AI models don’t understand anything. They just have a complicated mathematical representation of words and phrases that are derived from processing huge amounts of text.

Some people claim that allowing a large language model like ChatGPT to be trained on a library of information is no different than a human going to library, reading 100 books, and writing a new book on that topic.

There are some important differences.

  • A human author does not have perfect recall. A computer can.
  • A human processes the information in a completely different way. In other words, all the balancing and tinkering and rules we’ve developed about libraries were constructed with humans in mind, not computers. It’s not likely they’ll all apply in the same way.
  • When a human relies on a particular source extensively, he’s obligated to cite it. AI doesn’t do that. It doesn’t give any credit to the original author.

Possible solutions

In addition to thinking through all our previous assumptions about copyright in light of AI, we need to make distinctions between works in the public domain and works that are still under copyright. For example, it might be acceptable for AI to have unlimited access to works in the public domain, but would have to get permission from the copyright owner for works that are not.

The very technology that makes a large language model work could be used to create expectations about when the AI needs to give credit to the original author.

Remember those multidimensional vectors I mentioned? A similar technology could determine how similar the output of an AI system is to any given work, and different rules could be established for degrees of similarity. For example, if the output is very similar to pre-existing text, the AI might have to provide a citation, or even to pay for the use of that content.

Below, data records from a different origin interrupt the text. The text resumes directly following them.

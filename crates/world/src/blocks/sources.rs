//! Blocks that only emit: redstone blocks, levers, buttons, and the two
//! directional sources.
//!
//! Levers and buttons store the direction towards the block they hang on in
//! `FACING`. Repeaters and observers store their output direction there.

use super::{BlockContext, SignalSource, Tickable};
use crate::block::{BlockKind, BlockState, FACING, POWERED};
use crate::level::Level;
use crate::neighbor::Cascade;
use crate::redstone::{SignalContext, MAX_POWER};
use redwire_core::{Direction, Position, UpdateFlags};

/// Ticks a pressed button stays down.
pub const BUTTON_PRESS_TICKS: u32 = 20;

fn level_of(powered: bool) -> u8 {
    if powered {
        MAX_POWER
    } else {
        0
    }
}

/// Full block that powers everything around it.
#[derive(Debug, Clone, Copy, Default)]
pub struct RedstoneBlock;

impl SignalSource for RedstoneBlock {
    fn signal(
        &self,
        _level: &dyn Level,
        _state: BlockState,
        _pos: Position,
        _direction: Direction,
        _ctx: SignalContext,
    ) -> u8 {
        MAX_POWER
    }
}

/// Emits while on, and strongly powers the block it hangs on.
fn attached_signal(state: BlockState) -> u8 {
    level_of(state.get(POWERED))
}

fn attached_direct_signal(state: BlockState, direction: Direction) -> u8 {
    if direction == state.get(FACING).opposite() {
        attached_signal(state)
    } else {
        0
    }
}

/// Toggle switch.
#[derive(Debug, Clone, Copy, Default)]
pub struct Lever;

impl SignalSource for Lever {
    fn signal(
        &self,
        _level: &dyn Level,
        state: BlockState,
        _pos: Position,
        _direction: Direction,
        _ctx: SignalContext,
    ) -> u8 {
        attached_signal(state)
    }

    fn direct_signal(
        &self,
        _level: &dyn Level,
        state: BlockState,
        _pos: Position,
        direction: Direction,
        _ctx: SignalContext,
    ) -> u8 {
        attached_direct_signal(state, direction)
    }
}

impl Lever {
    /// Flip the lever at `pos`. Returns false when the hook kept it as it was.
    pub fn toggle(&self, cx: &mut BlockContext<'_, '_>, state: BlockState, pos: Position) -> bool {
        let old = attached_signal(state);
        let authorized = cx.authorize(pos, old, MAX_POWER - old);
        if authorized == old {
            return false;
        }
        let updated = state.with(POWERED, authorized > 0);
        if !cx.cascade.set_block(pos, updated, UpdateFlags::CLIENTS) {
            return false;
        }
        update_attached_neighbors(cx.cascade, updated, pos);
        true
    }
}

/// Momentary switch that releases itself.
#[derive(Debug, Clone, Copy, Default)]
pub struct Button;

impl SignalSource for Button {
    fn signal(
        &self,
        _level: &dyn Level,
        state: BlockState,
        _pos: Position,
        _direction: Direction,
        _ctx: SignalContext,
    ) -> u8 {
        attached_signal(state)
    }

    fn direct_signal(
        &self,
        _level: &dyn Level,
        state: BlockState,
        _pos: Position,
        direction: Direction,
        _ctx: SignalContext,
    ) -> u8 {
        attached_direct_signal(state, direction)
    }
}

impl Button {
    /// Press the button and schedule its release. Pressing a pressed button
    /// does nothing.
    pub fn press(&self, cx: &mut BlockContext<'_, '_>, state: BlockState, pos: Position) -> bool {
        if state.get(POWERED) {
            return false;
        }
        if cx.authorize(pos, 0, MAX_POWER) == 0 {
            return false;
        }
        let pressed = state.with(POWERED, true);
        if !cx.cascade.set_block(pos, pressed, UpdateFlags::CLIENTS) {
            return false;
        }
        update_attached_neighbors(cx.cascade, pressed, pos);
        cx.cascade.schedule_tick(pos, BlockKind::Button, BUTTON_PRESS_TICKS);
        true
    }
}

impl Tickable for Button {
    fn tick(&self, cx: &mut BlockContext<'_, '_>, state: BlockState, pos: Position) {
        if !state.get(POWERED) {
            return;
        }
        if cx.authorize(pos, MAX_POWER, 0) != 0 {
            cx.cascade.schedule_tick(pos, BlockKind::Button, BUTTON_PRESS_TICKS);
            return;
        }
        let released = state.with(POWERED, false);
        if cx.cascade.set_block(pos, released, UpdateFlags::CLIENTS) {
            update_attached_neighbors(cx.cascade, released, pos);
        }
    }
}

/// Neighbor-update around an attached switch and around the block it hangs on.
pub fn update_attached_neighbors(cascade: &mut Cascade<'_>, state: BlockState, pos: Position) {
    cascade.update_neighbors_at(pos, state.kind());
    cascade.update_neighbors_at(pos.relative(state.get(FACING)), state.kind());
}

/// Shape update for levers and buttons: they pop off when the face they hang
/// on stops being sturdy.
pub fn attached_update_shape(
    state: BlockState,
    direction: Direction,
    neighbor_state: BlockState,
) -> BlockState {
    let facing = state.get(FACING);
    if direction == facing && !neighbor_state.is_face_sturdy(facing.opposite()) {
        BlockState::AIR
    } else {
        state
    }
}

/// Emits from its output face only.
fn output_signal(state: BlockState, direction: Direction) -> u8 {
    if state.get(POWERED) && direction == state.get(FACING).opposite() {
        MAX_POWER
    } else {
        0
    }
}

/// Diode that outputs along its facing. Its delay logic is not modelled;
/// `POWERED` is set directly.
#[derive(Debug, Clone, Copy, Default)]
pub struct Repeater;

impl SignalSource for Repeater {
    fn signal(
        &self,
        _level: &dyn Level,
        state: BlockState,
        _pos: Position,
        direction: Direction,
        _ctx: SignalContext,
    ) -> u8 {
        output_signal(state, direction)
    }

    fn direct_signal(
        &self,
        _level: &dyn Level,
        state: BlockState,
        _pos: Position,
        direction: Direction,
        _ctx: SignalContext,
    ) -> u8 {
        output_signal(state, direction)
    }
}

/// Pulses out of its back. Like the repeater, driven through `POWERED`.
#[derive(Debug, Clone, Copy, Default)]
pub struct Observer;

impl SignalSource for Observer {
    fn signal(
        &self,
        _level: &dyn Level,
        state: BlockState,
        _pos: Position,
        direction: Direction,
        _ctx: SignalContext,
    ) -> u8 {
        output_signal(state, direction)
    }

    fn direct_signal(
        &self,
        _level: &dyn Level,
        state: BlockState,
        _pos: Position,
        direction: Direction,
        _ctx: SignalContext,
    ) -> u8 {
        output_signal(state, direction)
    }
}

#[cfg(test)]
mod tests {
    use super::*;
    use crate::grid::VoxelGrid;

    #[test]
    fn test_lever_direct_signal_only_into_support() {
        let grid = VoxelGrid::new();
        let lever = BlockState::new(BlockKind::Lever)
            .with(FACING, Direction::Down)
            .with(POWERED, true);
        let ctx = SignalContext::EMITTING;
        // The support below looks up at the lever.
        assert_eq!(Lever.direct_signal(&grid, lever, Position::ORIGIN, Direction::Up, ctx), 15);
        assert_eq!(Lever.direct_signal(&grid, lever, Position::ORIGIN, Direction::East, ctx), 0);
        assert_eq!(Lever.signal(&grid, lever, Position::ORIGIN, Direction::East, ctx), 15);
        let off = lever.with(POWERED, false);
        assert_eq!(Lever.signal(&grid, off, Position::ORIGIN, Direction::East, ctx), 0);
    }

    #[test]
    fn test_repeater_emits_forward_only() {
        let grid = VoxelGrid::new();
        let repeater = BlockState::new(BlockKind::Repeater)
            .with(FACING, Direction::East)
            .with(POWERED, true);
        let ctx = SignalContext::EMITTING;
        // The block east of the repeater looks west at it.
        assert_eq!(Repeater.signal(&grid, repeater, Position::ORIGIN, Direction::West, ctx), 15);
        assert_eq!(Repeater.signal(&grid, repeater, Position::ORIGIN, Direction::East, ctx), 0);
    }

    #[test]
    fn test_redstone_block_has_no_direct_signal() {
        let grid = VoxelGrid::new();
        let block = BlockState::new(BlockKind::RedstoneBlock);
        let ctx = SignalContext::EMITTING;
        assert_eq!(RedstoneBlock.signal(&grid, block, Position::ORIGIN, Direction::Up, ctx), 15);
        assert_eq!(
            RedstoneBlock.direct_signal(&grid, block, Position::ORIGIN, Direction::Up, ctx),
            0
        );
    }

    #[test]
    fn test_attachment_pops_off_without_support() {
        let lever = BlockState::new(BlockKind::Lever).with(FACING, Direction::Down);
        assert!(attached_update_shape(lever, Direction::Down, BlockState::AIR).is_air());
        assert_eq!(
            attached_update_shape(lever, Direction::Down, BlockState::new(BlockKind::Stone)),
            lever
        );
        assert_eq!(attached_update_shape(lever, Direction::North, BlockState::AIR), lever);
    }
}
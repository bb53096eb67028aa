//! Shape-update chains are cut at the depth budget without touching the call
//! stack, and the chained-update cap ends runaway cascades.

use redwire_core::{Direction, Position, UpdateFlags};
use redwire_world::block::POWERED;
use redwire_world::neighbor::BlockBehavior;
use redwire_world::{
    BlockKind, BlockState, DispatchLimits, Level, NeighborUpdateDispatcher, VoxelGrid,
};

const CHAIN: i32 = 1_000;

/// Each lamp lights when the lamp to its west lights.
struct Domino;

impl BlockBehavior for Domino {
    fn update_shape(
        &mut self,
        _level: &dyn Level,
        state: BlockState,
        direction: Direction,
        neighbor_state: BlockState,
        _pos: Position,
        _neighbor_pos: Position,
    ) -> BlockState {
        if state.is(BlockKind::Lamp) && direction == Direction::West && neighbor_state.get(POWERED) {
            state.with(POWERED, true)
        } else {
            state
        }
    }
}

fn lamp_row() -> VoxelGrid {
    let mut grid = VoxelGrid::new();
    grid.load_area(Position::new(0, 0, 0), Position::new(CHAIN, 0, 0));
    for x in 0..CHAIN {
        grid.put(Position::new(x, 1, 0), BlockState::new(BlockKind::Lamp));
    }
    grid
}

fn lit(grid: &VoxelGrid) -> usize {
    (0..CHAIN)
        .filter(|x| grid.state(Position::new(*x, 1, 0)).get(POWERED))
        .count()
}

fn topple(dispatcher: &mut NeighborUpdateDispatcher, grid: &mut VoxelGrid) {
    dispatcher.run(grid, &mut Domino, |cascade, _| {
        let lit = BlockState::new(BlockKind::Lamp).with(POWERED, true);
        cascade.set_block(Position::new(0, 1, 0), lit, UpdateFlags::ALL);
    });
}

#[test]
fn default_budget_cuts_thousand_step_chain() {
    let mut grid = lamp_row();
    let mut dispatcher = NeighborUpdateDispatcher::default();
    topple(&mut dispatcher, &mut grid);

    // The root write plus one write per level of the 512 budget.
    assert_eq!(lit(&grid), 513);
    assert!(dispatcher.stats().depth_truncations >= 1);
    assert_eq!(dispatcher.stats().overflows, 0);
}

#[test]
fn larger_budget_lets_chain_finish() {
    let mut grid = lamp_row();
    let mut dispatcher = NeighborUpdateDispatcher::new(DispatchLimits {
        max_depth: 2_000,
        ..DispatchLimits::default()
    });
    topple(&mut dispatcher, &mut grid);
    assert_eq!(lit(&grid), CHAIN as usize);
    assert_eq!(dispatcher.stats().depth_truncations, 0);
}

#[test]
fn chained_update_cap_ends_cascade() {
    let mut grid = lamp_row();
    let mut dispatcher = NeighborUpdateDispatcher::new(DispatchLimits {
        max_depth: 2_000,
        max_chained_updates: 500,
        ..DispatchLimits::default()
    });
    topple(&mut dispatcher, &mut grid);
    assert!(lit(&grid) < CHAIN as usize);
    assert_eq!(dispatcher.stats().overflows, 1);

    // The next cascade starts with a fresh count.
    let before = lit(&grid);
    dispatcher.run(&mut grid, &mut Domino, |cascade, _| {
        let pos = Position::new(before as i32, 1, 0);
        let state = cascade.level().state_or_air(pos.relative(Direction::West));
        cascade.update_neighbor_shapes(pos.relative(Direction::West), state, UpdateFlags::ALL, 2_000);
    });
    assert!(lit(&grid) > before);
}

Finally, copyright isn’t the only way to regulate access to content. There’s also something called Creative Commons, which allows copyright owners to set the terms under which their creation can be used. It has the benefit of not being tied to any one jurisdiction’s laws.

Takeaways

While issues about copyright are being worked out in the legal system, publishers should strengthen their company’s position on copyright and challenge any violations. Specifically, they should change their terms and conditions to make it clear that their content may not be used to train large language models without the publisher’s explicit consent.

It would also be a good idea to brush up on creative commons licensing to see if that might be a useful tool for defining how your content could or could not be used in the future.